**Your assignment**
For the listing below, show each line that includes the string "super".
══════════
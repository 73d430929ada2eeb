use std::io;

use clap::{Args, Subcommand};
use jiff::civil::Date;
use nab_market::{
    preferences::Preferences,
    products::ProductId,
    query::{ListingFilters, SortOrder},
};
use nab_market_app::context::AppContext;
use tracing::info;

use super::{report, today_or_now, write_products};

#[derive(Debug, Args)]
pub(crate) struct WishlistCommand {
    #[command(subcommand)]
    command: WishlistSubcommand,
}

#[derive(Debug, Subcommand)]
enum WishlistSubcommand {
    /// List saved products
    List(ListArgs),

    /// Save a product
    Add(IdArgs),

    /// Remove saved products
    Remove(RemoveArgs),

    /// Save a product, or remove it if already saved
    Toggle(IdArgs),

    /// Remove every saved product
    Clear,
}

#[derive(Debug, Args)]
struct ListArgs {
    /// Sort order; newest and oldest follow the date saved
    #[arg(long, default_value_t = SortOrder::Newest)]
    sort: SortOrder,

    /// Only show saved products matching this text
    #[arg(short, long)]
    search: Option<String>,

    /// Show posted dates as of this day instead of today
    #[arg(long)]
    today: Option<Date>,
}

#[derive(Debug, Args)]
struct IdArgs {
    /// Product id
    id: u32,
}

#[derive(Debug, Args)]
struct RemoveArgs {
    /// Product ids
    #[arg(required = true)]
    ids: Vec<u32>,
}

pub(crate) fn run(
    command: WishlistCommand,
    context: &mut AppContext,
    out: &mut impl io::Write,
) -> Result<(), String> {
    let mut preferences = Preferences::load(&mut context.store);

    let message = match command.command {
        WishlistSubcommand::List(args) => {
            return list(&args, context, &preferences, out);
        }
        WishlistSubcommand::Add(IdArgs { id }) => {
            let product = context
                .catalog
                .require(ProductId(id))
                .map_err(|error| report(&error))?;

            if preferences
                .wishlist
                .add(product.id)
                .map_err(|error| report(&error))?
            {
                format!("saved {}", product.title)
            } else {
                format!("{} is already saved", product.title)
            }
        }
        WishlistSubcommand::Remove(RemoveArgs { ids }) => {
            let ids: Vec<ProductId> = ids.into_iter().map(ProductId).collect();
            let removed = preferences.wishlist.remove_many(&ids);

            format!("removed {removed} of {}", ids.len())
        }
        WishlistSubcommand::Toggle(IdArgs { id }) => {
            let product = context
                .catalog
                .require(ProductId(id))
                .map_err(|error| report(&error))?;

            if preferences
                .wishlist
                .toggle(product.id)
                .map_err(|error| report(&error))?
            {
                format!("saved {}", product.title)
            } else {
                format!("removed {}", product.title)
            }
        }
        WishlistSubcommand::Clear => {
            let ids = preferences.wishlist.ids().to_vec();
            let removed = preferences.wishlist.remove_many(&ids);

            format!("removed {removed}")
        }
    };

    preferences
        .save(&mut context.store)
        .map_err(|error| report(&error))?;

    info!(saved = preferences.wishlist.len(), "wishlist updated");

    writeln!(out, "{message}").map_err(|error| format!("failed to write output: {error}"))
}

fn list(
    args: &ListArgs,
    context: &AppContext,
    preferences: &Preferences,
    out: &mut impl io::Write,
) -> Result<(), String> {
    let today = today_or_now(args.today);

    let mut filters = ListingFilters::new();
    if let Some(search) = &args.search {
        filters.set_search(search);
    }

    let products = preferences
        .wishlist
        .products(&context.catalog, &filters, args.sort, today);

    let heading = context.translations.text(preferences.language, "wishlist");

    writeln!(out, "{heading} ({})", products.len())
        .and_then(|()| {
            if products.is_empty() {
                Ok(())
            } else {
                write_products(out, &products, |_product| true, today)
            }
        })
        .map_err(|error| format!("failed to write wishlist: {error}"))
}

#[cfg(test)]
mod tests {
    use clap::Parser;
    use nab_market::preferences::PreferencesStore;
    use nab_market_app::config::MarketConfig;
    use testresult::TestResult;

    use super::*;

    #[derive(Debug, Parser)]
    struct WishlistCli {
        #[command(flatten)]
        command: WishlistCommand,
    }

    fn context(dir: &tempfile::TempDir) -> TestResult<AppContext> {
        Ok(AppContext::from_config(&MarketConfig {
            data_dir: dir.path().to_path_buf(),
            catalog: None,
            submit_delay_ms: 0,
            submit_timeout_ms: 1_000,
        })?)
    }

    fn try_exec(context: &mut AppContext, args: &[&str]) -> TestResult<Result<String, String>> {
        let cli =
            WishlistCli::try_parse_from(std::iter::once("wishlist").chain(args.iter().copied()))?;

        let mut out = Vec::new();
        let result = run(cli.command, context, &mut out);

        Ok(match result {
            Ok(()) => Ok(String::from_utf8(out)?),
            Err(error) => Err(error),
        })
    }

    fn exec(context: &mut AppContext, args: &[&str]) -> TestResult<String> {
        Ok(try_exec(context, args)?.map_err(io::Error::other)?)
    }

    #[test]
    fn add_toggle_and_remove() -> TestResult {
        let dir = tempfile::tempdir()?;
        let mut context = context(&dir)?;

        assert_eq!(exec(&mut context, &["add", "2"])?, "saved IKEA Standing Desk\n");
        assert_eq!(
            exec(&mut context, &["add", "2"])?,
            "IKEA Standing Desk is already saved\n"
        );

        exec(&mut context, &["toggle", "3"])?;

        assert_eq!(Preferences::load(&mut context.store).wishlist.len(), 2);

        assert_eq!(exec(&mut context, &["remove", "2", "7"])?, "removed 1 of 2\n");
        assert_eq!(
            Preferences::load(&mut context.store).wishlist.ids(),
            &[ProductId(3)]
        );

        Ok(())
    }

    #[test]
    fn unknown_products_cannot_be_saved() -> TestResult {
        let dir = tempfile::tempdir()?;
        let mut context = context(&dir)?;

        let result = try_exec(&mut context, &["add", "404"])?;

        assert!(result.is_err_and(|error| error.contains("404")));
        assert_eq!(context.store.get("nab-wishlist")?, None);

        Ok(())
    }

    #[test]
    fn list_shows_saved_products() -> TestResult {
        let dir = tempfile::tempdir()?;
        let mut context = context(&dir)?;

        exec(&mut context, &["add", "1"])?;
        exec(&mut context, &["add", "5"])?;

        let output = exec(
            &mut context,
            &["list", "--sort", "price-low", "--today", "2025-06-01"],
        )?;

        assert!(output.starts_with("Wishlist (2)"));

        let books = output
            .find("Programming Books")
            .ok_or_else(|| io::Error::other("missing books"))?;
        let macbook = output
            .find("MacBook")
            .ok_or_else(|| io::Error::other("missing macbook"))?;

        assert!(books < macbook);

        exec(&mut context, &["clear"])?;

        assert_eq!(exec(&mut context, &["list"])?, "Wishlist (0)\n");

        Ok(())
    }

    #[test]
    fn list_orders_by_date_saved_and_searches() -> TestResult {
        let dir = tempfile::tempdir()?;
        let mut context = context(&dir)?;

        exec(&mut context, &["add", "8"])?;
        exec(&mut context, &["add", "2"])?;
        exec(&mut context, &["add", "5"])?;

        let position = |output: &str, title: &str| {
            output
                .find(title)
                .ok_or_else(|| io::Error::other(format!("missing {title}")))
        };

        let newest = exec(&mut context, &["list", "--today", "2025-06-01"])?;

        assert!(position(&newest, "Programming Books")? < position(&newest, "IKEA")?);
        assert!(position(&newest, "IKEA")? < position(&newest, "iPhone")?);

        let oldest = exec(
            &mut context,
            &["list", "--sort", "oldest", "--today", "2025-06-01"],
        )?;

        assert!(position(&oldest, "iPhone")? < position(&oldest, "IKEA")?);

        let searched = exec(
            &mut context,
            &["list", "--search", "iphone", "--today", "2025-06-01"],
        )?;

        assert!(searched.starts_with("Wishlist (1)"));
        assert!(searched.contains("iPhone 15 Pro"));

        Ok(())
    }
}
//! Tracing subscriber setup.
//!
//! Logs go to stderr so command output on stdout stays machine-readable.

use thiserror::Error;
use tracing_subscriber::{
    EnvFilter, Registry,
    layer::{Layer, SubscriberExt},
    util::SubscriberInitExt,
};

use crate::config::{LogFormat, LoggingConfig};

/// Errors raised while initialising observability.
#[derive(Debug, Error)]
pub enum ObservabilityError {
    /// Failed to initialise tracing subscriber.
    #[error("failed to initialise tracing subscriber: {0}")]
    TracingSubscriber(#[from] tracing_subscriber::util::TryInitError),
}

/// Install the global tracing subscriber.
///
/// # Errors
///
/// Returns an error if a global subscriber is already installed.
pub fn init(config: &LoggingConfig) -> Result<(), ObservabilityError> {
    match config.log_format {
        LogFormat::Compact => init_subscriber(
            config,
            tracing_subscriber::fmt::layer()
                .compact()
                .with_writer(std::io::stderr)
                .with_target(true)
                .with_file(true)
                .with_line_number(true),
        ),
        LogFormat::Json => init_subscriber(
            config,
            tracing_subscriber::fmt::layer()
                .json()
                .with_writer(std::io::stderr)
                .with_current_span(true)
                .with_span_list(true)
                .with_target(true),
        ),
    }
}

fn build_env_filter(config: &LoggingConfig) -> EnvFilter {
    EnvFilter::try_from_default_env().unwrap_or_else(|_| EnvFilter::new(&config.log_level))
}

fn init_subscriber<L>(config: &LoggingConfig, fmt_layer: L) -> Result<(), ObservabilityError>
where
    L: Layer<Registry> + Send + Sync + 'static,
{
    tracing_subscriber::registry()
        .with(fmt_layer)
        .with(build_env_filter(config))
        .try_init()?;

    Ok(())
}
══════════
**Result**
use super::{report, today_or_now, write_products};
    use super::*;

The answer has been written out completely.